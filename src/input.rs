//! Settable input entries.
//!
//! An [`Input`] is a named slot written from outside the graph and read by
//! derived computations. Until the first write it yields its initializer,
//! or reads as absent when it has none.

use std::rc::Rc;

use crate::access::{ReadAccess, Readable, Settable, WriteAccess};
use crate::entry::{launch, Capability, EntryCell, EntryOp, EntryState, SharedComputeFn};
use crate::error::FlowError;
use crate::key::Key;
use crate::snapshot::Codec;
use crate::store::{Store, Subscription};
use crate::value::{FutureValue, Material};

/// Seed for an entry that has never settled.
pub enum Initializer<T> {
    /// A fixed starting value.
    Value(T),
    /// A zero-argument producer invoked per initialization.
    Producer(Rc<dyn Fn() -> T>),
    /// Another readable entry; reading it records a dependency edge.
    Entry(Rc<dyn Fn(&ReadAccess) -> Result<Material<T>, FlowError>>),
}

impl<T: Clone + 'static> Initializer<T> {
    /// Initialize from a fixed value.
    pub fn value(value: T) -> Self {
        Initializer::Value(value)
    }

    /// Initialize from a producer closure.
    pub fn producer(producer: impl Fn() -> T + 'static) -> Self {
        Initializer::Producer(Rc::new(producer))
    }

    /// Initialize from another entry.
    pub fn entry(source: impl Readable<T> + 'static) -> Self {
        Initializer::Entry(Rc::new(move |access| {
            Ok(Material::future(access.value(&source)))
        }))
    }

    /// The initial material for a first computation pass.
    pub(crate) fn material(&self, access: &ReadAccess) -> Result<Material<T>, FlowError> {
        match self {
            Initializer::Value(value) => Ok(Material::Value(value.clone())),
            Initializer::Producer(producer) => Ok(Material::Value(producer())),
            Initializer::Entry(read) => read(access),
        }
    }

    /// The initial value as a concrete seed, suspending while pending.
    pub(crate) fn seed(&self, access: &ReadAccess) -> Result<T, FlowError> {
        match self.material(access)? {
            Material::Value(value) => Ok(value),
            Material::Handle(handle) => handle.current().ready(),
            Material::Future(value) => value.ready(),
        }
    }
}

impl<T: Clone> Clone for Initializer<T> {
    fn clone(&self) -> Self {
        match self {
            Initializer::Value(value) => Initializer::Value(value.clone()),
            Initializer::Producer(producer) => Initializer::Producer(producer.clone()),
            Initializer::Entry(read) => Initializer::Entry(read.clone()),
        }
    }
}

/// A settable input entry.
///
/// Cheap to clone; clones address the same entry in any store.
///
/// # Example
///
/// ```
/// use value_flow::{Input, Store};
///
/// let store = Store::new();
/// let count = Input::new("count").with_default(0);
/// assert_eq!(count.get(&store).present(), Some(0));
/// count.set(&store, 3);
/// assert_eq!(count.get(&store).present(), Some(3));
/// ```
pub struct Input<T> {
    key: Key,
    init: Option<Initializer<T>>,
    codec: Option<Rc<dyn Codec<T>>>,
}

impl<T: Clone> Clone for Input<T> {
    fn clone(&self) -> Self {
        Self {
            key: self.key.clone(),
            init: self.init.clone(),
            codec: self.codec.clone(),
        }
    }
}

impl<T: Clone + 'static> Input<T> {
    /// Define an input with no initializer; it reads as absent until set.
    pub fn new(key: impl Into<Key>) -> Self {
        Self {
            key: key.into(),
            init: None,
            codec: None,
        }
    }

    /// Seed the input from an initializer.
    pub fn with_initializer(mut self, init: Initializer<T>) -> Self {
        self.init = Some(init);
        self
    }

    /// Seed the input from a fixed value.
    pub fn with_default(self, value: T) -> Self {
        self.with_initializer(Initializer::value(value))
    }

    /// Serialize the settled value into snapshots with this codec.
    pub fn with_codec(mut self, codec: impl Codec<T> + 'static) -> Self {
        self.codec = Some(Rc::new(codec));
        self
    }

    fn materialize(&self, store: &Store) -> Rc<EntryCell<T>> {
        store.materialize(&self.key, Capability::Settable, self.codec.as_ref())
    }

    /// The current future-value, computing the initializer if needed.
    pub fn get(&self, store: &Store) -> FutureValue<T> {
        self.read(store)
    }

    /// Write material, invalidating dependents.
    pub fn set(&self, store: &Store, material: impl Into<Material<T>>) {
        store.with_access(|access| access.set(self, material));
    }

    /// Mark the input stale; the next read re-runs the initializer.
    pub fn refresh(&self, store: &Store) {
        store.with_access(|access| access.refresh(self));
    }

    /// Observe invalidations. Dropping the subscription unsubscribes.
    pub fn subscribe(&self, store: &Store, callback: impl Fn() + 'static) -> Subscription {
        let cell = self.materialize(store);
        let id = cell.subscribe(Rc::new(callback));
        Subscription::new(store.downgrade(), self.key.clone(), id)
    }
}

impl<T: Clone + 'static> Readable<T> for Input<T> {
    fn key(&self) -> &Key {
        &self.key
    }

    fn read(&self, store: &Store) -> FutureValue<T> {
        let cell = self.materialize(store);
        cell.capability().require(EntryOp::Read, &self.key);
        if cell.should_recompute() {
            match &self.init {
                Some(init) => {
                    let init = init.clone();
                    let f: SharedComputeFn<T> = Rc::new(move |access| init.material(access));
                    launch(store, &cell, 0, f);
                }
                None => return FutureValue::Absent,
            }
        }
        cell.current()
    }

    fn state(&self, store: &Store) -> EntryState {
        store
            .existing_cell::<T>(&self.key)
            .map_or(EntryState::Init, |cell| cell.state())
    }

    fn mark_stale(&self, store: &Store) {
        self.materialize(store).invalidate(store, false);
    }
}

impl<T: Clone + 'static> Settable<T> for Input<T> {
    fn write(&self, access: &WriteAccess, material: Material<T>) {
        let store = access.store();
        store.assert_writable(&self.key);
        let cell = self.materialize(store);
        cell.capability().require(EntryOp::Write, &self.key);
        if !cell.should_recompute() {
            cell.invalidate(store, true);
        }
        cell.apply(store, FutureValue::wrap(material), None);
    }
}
§
EXERCISE PROMPT
Scan the data above line by line. Please say how many lines hold the word "from", and give only that number.

SOLUTION FOR THIS EXERCISE
6